• [Task brief] Copy out each line of the data that contains "Result".

• [Data shown]
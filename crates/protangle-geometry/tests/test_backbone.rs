use anyhow::Result;
use candle_core::{Device, Tensor};
use protangle_geometry::frames::{frames_are_orthonormal, points_tensor};
use protangle_geometry::psea::assign_chain;
use protangle_geometry::{
    backbone_dihedrals, build_backbone, orientation, BackboneGeometry, SecondaryStructure,
};

fn angle_difference(a: f32, b: f32) -> f32 {
    let two_pi = 2.0 * std::f32::consts::PI;
    ((a - b + std::f32::consts::PI).rem_euclid(two_pi) - std::f32::consts::PI).abs()
}

fn backbone_tensor(backbone: &[[[f32; 3]; 3]], device: &Device) -> Result<Tensor> {
    let flat: Vec<f32> = backbone.iter().flatten().flatten().copied().collect();
    Ok(Tensor::from_vec(flat, (backbone.len(), 3, 3), device)?)
}

fn alpha_helix(n: usize) -> Vec<[f32; 3]> {
    vec![
        [
            (-57f32).to_radians(),
            (-47f32).to_radians(),
            180f32.to_radians()
        ];
        n
    ]
}

#[test]
fn test_torsions_survive_reconstruction() -> Result<()> {
    let device = Device::Cpu;
    let torsions: Vec<[f32; 3]> = (0..12)
        .map(|i| {
            let t = i as f32 * 0.45;
            [-1.2 + 0.3 * t.sin(), 2.1 - 0.4 * t.cos(), 3.1 - 0.05 * t.sin()]
        })
        .collect();

    let backbone = build_backbone(&torsions, &BackboneGeometry::default());
    let recovered: Vec<Vec<f32>> =
        backbone_dihedrals(&backbone_tensor(&backbone, &device)?)?.to_vec2()?;
    assert_eq!(recovered.len(), torsions.len());

    for (i, (expected, found)) in torsions.iter().zip(recovered.iter()).enumerate() {
        if i > 0 {
            assert!(angle_difference(expected[0], found[0]) < 1e-3, "phi {i}");
        }
        if i + 1 < torsions.len() {
            assert!(angle_difference(expected[1], found[1]) < 1e-3, "psi {i}");
            assert!(angle_difference(expected[2], found[2]) < 1e-3, "omega {i}");
        }
    }
    assert_eq!(recovered[0][0], 0.0);
    assert_eq!(recovered[11][1..], [0.0, 0.0]);
    Ok(())
}

#[test]
fn test_helix_trace_is_helical() -> Result<()> {
    let device = Device::Cpu;
    let backbone = build_backbone(&alpha_helix(16), &BackboneGeometry::default());
    let ca: Vec<[f32; 3]> = backbone.iter().map(|[_, ca, _]| *ca).collect();

    let labels = assign_chain(&ca);
    assert!(labels[..12]
        .iter()
        .all(|label| *label == SecondaryStructure::Helix));

    let frames = orientation(&points_tensor(&ca, &device)?)?;
    assert_eq!(frames.dims(), &[16, 3, 3]);
    assert!(frames_are_orthonormal(&frames, 1e-4)?);
    Ok(())
}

• [Output for this task]
use anyhow::Result;
fn backbone_tensor(backbone: &[[[f32; 3]; 3]], device: &Device) -> Result<Tensor> {
fn test_torsions_survive_reconstruction() -> Result<()> {
fn test_helix_trace_is_helical() -> Result<()> {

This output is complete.